4 of 9 for Introduction to Image Processing

Blob Detection in Action

What are blobs and why are they important?

Cyril Benedict Lugod
8 min readJun 12, 2023

In the field of image processing, blob detection and connected component analysis are fundamental techniques for identifying and analyzing distinct objects or regions within an image. In this blog post, we will explore three popular blob detection methods — Laplacian of Gaussian (LoG), Difference of Gaussian (DoG), and Determinant of Hessian (DoH) — as well as the utilization of the regionprops function from the scikit-image library for connected component analysis. I will provide code snippets and sample implementations to help you understand these techniques better.

How many candies are there? (Photo by Prof. Benjur Borja)

Blob Detection

What even is a blob in the first place?

Blobs are defined as bright objects against a dark background, or vice versa.

Going by that definition, bright objects on another bright background may not be considered blobs. As a result, the algorithm may have a hard time or poor performance when working with such images. Thus, it is imperative that we adjust the contrast between the objects and the background. One way we can achieve this is by performing binarization.

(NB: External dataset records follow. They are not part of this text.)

use serde::{Deserialize, Serialize};
use std::fmt;

/// One operand of a residual expression, in the policy engine's text form.
#[derive(Debug, Clone, PartialEq, Eq, Serialize, Deserialize)]
#[serde(tag = "type", content = "value", rename_all = "snake_case")]
pub enum Term {
    /// A literal known at evaluation time, e.g. `"dev"` or `2`.
    Ground(String),
    /// A reference into unknown data, e.g. `data.posts[_].department`.
    Reference(String),
    /// Anything else the engine left behind (nested calls, composites).
    Other(String),
}

impl Term {
    pub fn ground(literal: impl Into<String>) -> Self {
        Term::Ground(literal.into())
    }

    /// A ground string literal, quoted the way the engine prints it.
    pub fn string(value: &str) -> Self {
        Term::Ground(serde_json::Value::from(value).to_string())
    }

    pub fn reference(path: impl Into<String>) -> Self {
        Term::Reference(path.into())
    }

    pub fn text(&self) -> &str {
        match self {
            Term::Ground(s) | Term::Reference(s) | Term::Other(s) => s,
        }
    }
}

impl fmt::Display for Term {
    fn fmt(&self, f: &mut fmt::Formatter<'_>) -> fmt::Result {
        f.write_str(self.text())
    }
}
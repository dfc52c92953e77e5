use crate::{
    combinator::{self, MalformedPolicy},
    config::TranslatorConfig,
    error::{Result, TermError, TranslationError},
    operator, outcome,
    outcome::ClauseCompiler,
    predicate,
    term::{ResolvedTerm, TermResolver},
};
use model::{
    Decision, FilterTree, PredicateKind, ResidualClause, ResidualExpression, ResidualSet, Value,
};
use tracing::debug;

/// Turns the residual output of partial evaluation into an access decision.
///
/// Pure and stateless between calls; one instance can serve concurrent
/// requests.
#[derive(Debug, Clone)]
pub struct Translator {
    terms: TermResolver,
    malformed: MalformedPolicy,
}

impl Translator {
    pub fn new(config: TranslatorConfig) -> Self {
        Self {
            terms: TermResolver::from_config(&config),
            malformed: config.malformed,
        }
    }

    /// Translates a residual set.
    ///
    /// The first fatal error aborts the translation; no partial filter is
    /// ever returned.
    pub fn translate(&self, set: &ResidualSet) -> Result<Decision> {
        let decision = outcome::resolve(set, self)?;
        debug!(
            "Translated {} residual clause(s) over '{}' into {}",
            set.len(),
            self.terms.relation(),
            decision
        );
        Ok(decision)
    }

    /// Arity is checked before the operator: non-binary artifacts are skipped
    /// whatever their name.
    fn compile_expression(&self, expr: &ResidualExpression) -> Result<Option<FilterTree>> {
        if let Err(err) = self.terms.check_arity(expr) {
            self.malformed.handle(expr, err)?;
            return Ok(None);
        }

        let kind = operator::map_operator(&expr.operator)?;

        let resolved = self.terms.resolve(expr).and_then(|resolved| {
            let kind = orient(expr, kind, &resolved)?;
            Ok((resolved, kind))
        });

        match resolved {
            Ok((resolved, kind)) => Ok(Some(predicate::build(resolved.field, resolved.value, kind))),
            Err(err) => {
                self.malformed.handle(expr, err)?;
                Ok(None)
            }
        }
    }
}

/// Reads a resolved expression as `field <kind> value`.
///
/// A literal on the left mirrors range comparisons. `contains` needs the field
/// as the haystack and `re_match` the literal as the pattern; `null` only
/// compares for equality.
fn orient(
    expr: &ResidualExpression,
    kind: PredicateKind,
    resolved: &ResolvedTerm,
) -> std::result::Result<PredicateKind, TermError> {
    let reason = match (kind, resolved.ground_first) {
        _ if resolved.value == Value::Null
            && !matches!(kind, PredicateKind::Equal | PredicateKind::NotEqual) =>
        {
            "null can only be compared for equality"
        }
        (PredicateKind::Contains, true) => "contains expects the field before the substring",
        (PredicateKind::Regex, false) => "re_match expects the pattern before the field",
        (kind, true) => return Ok(operator::mirror(kind)),
        (kind, false) => return Ok(kind),
    };

    Err(TermError::MalformedTerm {
        expression: expr.to_string(),
        reason: reason.to_string(),
    })
}

impl Default for Translator {
    fn default() -> Self {
        Self::new(TranslatorConfig::default())
    }
}

impl ClauseCompiler for Translator {
    fn compile_clause(&self, index: usize, clause: &ResidualClause) -> Result<FilterTree> {
        let mut predicates = Vec::with_capacity(clause.expressions.len());
        for expr in &clause.expressions {
            if let Some(predicate) = self.compile_expression(expr)? {
                predicates.push(predicate);
            }
        }

        combinator::combine(predicates)
            .map_err(|_| TranslationError::NoFilterableExpressions { clause: index })
    }
}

Binarization involves converting the RGB image to grayscale and performing thresholding such that a pixel will be pure black above a certain threshold and pure white below that threshold.

from skimage.io import imread, imshow
from skimage.color import rgb2gray

im = rgb2gray(imread('blobs.png'))
imshow(im);

We used the rgb2gray function of scikit-image to convert the RGB image to grayscale.

Gray-scaling still does not maximize the contrast between the candies and the background

In order to convert this grayscale image to a binary image, we need to set a threshold. For this exercise, let us assume a threshold of 0.5.

im_bw = (im < 0.5) * 1
im_mask = im < 0.5
imshow(im_bw, cmap='gray');

im_bw and im_mask are both analogous with each other, with the former composed of 0 and 1, while the latter with booleans (True or False). We will need both of them for the following implementation.

Now, those are definitely blobs!

Before we proceed any further, I wish to make it clear that we will not be discussing the complex math behind these three blob detection methods. We will be merely using predefined functions from scikit-image since our focus here is the application for image processing. You can definitely find a myriad of resources online if you want to learn more about the nitty-gritty of these three methods.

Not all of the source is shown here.